**What the exercise asks:**
If a line in the entries includes "const", show that line.

**Data records:**
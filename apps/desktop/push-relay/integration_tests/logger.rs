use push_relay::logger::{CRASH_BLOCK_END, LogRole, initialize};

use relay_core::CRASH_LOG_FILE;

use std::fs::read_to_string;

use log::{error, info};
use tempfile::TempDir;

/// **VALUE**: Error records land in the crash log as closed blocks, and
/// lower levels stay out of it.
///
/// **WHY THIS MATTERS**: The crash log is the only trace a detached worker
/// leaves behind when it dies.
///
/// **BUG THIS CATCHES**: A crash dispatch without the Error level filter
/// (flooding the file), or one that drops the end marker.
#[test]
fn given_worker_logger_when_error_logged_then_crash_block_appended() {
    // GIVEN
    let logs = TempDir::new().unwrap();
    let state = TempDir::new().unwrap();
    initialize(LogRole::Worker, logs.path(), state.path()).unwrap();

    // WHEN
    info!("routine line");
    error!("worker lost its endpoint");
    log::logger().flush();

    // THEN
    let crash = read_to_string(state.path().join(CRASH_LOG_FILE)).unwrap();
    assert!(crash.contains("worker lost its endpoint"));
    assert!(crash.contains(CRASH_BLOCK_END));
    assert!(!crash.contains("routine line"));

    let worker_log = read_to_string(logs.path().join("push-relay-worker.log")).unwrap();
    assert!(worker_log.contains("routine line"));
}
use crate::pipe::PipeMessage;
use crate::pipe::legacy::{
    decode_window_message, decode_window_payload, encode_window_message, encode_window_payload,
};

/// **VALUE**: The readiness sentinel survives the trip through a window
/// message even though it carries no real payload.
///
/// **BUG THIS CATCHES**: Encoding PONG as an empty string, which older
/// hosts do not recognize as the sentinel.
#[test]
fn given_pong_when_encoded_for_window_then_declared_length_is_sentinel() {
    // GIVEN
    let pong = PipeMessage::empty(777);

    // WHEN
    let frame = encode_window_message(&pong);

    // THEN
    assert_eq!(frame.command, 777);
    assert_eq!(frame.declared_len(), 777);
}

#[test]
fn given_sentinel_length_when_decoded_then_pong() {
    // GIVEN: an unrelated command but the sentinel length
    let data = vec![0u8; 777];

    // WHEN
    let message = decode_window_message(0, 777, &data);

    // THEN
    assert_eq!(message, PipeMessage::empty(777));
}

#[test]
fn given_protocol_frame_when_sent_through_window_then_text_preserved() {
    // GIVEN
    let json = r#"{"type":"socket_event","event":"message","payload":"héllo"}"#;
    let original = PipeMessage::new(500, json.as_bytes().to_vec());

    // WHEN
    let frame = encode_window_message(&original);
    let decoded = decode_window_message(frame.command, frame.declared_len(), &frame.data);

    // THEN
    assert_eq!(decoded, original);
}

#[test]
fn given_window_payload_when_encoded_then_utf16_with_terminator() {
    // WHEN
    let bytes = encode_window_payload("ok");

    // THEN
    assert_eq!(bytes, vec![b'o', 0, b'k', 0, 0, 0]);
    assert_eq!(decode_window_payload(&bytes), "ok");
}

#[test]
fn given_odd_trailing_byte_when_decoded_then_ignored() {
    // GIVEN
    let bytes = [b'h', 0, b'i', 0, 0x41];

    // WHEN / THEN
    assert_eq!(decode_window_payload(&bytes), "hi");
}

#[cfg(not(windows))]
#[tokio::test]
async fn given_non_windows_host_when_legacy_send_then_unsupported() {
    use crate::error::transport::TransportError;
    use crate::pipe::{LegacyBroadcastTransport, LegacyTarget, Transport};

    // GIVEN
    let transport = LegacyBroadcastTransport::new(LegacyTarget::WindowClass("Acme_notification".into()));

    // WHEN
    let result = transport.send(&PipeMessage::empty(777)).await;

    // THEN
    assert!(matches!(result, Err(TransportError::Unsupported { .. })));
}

---

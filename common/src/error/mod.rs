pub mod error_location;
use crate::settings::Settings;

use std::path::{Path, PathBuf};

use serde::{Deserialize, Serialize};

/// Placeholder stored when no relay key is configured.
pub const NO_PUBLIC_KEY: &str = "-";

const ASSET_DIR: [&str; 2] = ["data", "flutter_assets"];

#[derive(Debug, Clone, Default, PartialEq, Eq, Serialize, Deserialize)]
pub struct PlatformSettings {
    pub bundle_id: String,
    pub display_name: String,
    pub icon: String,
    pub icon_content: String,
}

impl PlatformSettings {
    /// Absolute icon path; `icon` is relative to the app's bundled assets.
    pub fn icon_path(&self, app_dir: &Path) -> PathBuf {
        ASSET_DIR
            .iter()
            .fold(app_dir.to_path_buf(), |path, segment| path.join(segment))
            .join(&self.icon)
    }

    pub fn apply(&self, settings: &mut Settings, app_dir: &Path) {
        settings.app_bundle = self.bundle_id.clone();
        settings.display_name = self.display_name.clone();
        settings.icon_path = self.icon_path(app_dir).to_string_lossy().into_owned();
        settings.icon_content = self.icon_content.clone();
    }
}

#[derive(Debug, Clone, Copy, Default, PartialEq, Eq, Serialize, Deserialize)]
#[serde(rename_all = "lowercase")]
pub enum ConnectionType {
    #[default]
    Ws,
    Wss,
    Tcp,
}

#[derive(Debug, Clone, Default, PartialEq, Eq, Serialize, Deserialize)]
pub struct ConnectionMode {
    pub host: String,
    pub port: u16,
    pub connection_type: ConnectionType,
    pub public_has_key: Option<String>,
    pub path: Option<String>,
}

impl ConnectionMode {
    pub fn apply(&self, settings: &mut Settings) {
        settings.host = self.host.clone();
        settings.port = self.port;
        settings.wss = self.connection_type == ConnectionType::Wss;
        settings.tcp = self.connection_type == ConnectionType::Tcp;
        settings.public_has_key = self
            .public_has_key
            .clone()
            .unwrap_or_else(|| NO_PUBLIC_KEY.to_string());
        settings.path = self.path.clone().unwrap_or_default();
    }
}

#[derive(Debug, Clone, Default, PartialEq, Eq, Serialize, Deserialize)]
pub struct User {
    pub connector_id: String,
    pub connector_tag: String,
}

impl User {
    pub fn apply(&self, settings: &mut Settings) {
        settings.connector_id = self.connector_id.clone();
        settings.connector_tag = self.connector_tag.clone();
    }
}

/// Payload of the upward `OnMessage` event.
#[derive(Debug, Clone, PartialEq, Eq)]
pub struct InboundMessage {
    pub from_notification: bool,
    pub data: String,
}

**Answer section:**
pub const NO_PUBLIC_KEY: &str = "-";
const ASSET_DIR: [&str; 2] = ["data", "flutter_assets"];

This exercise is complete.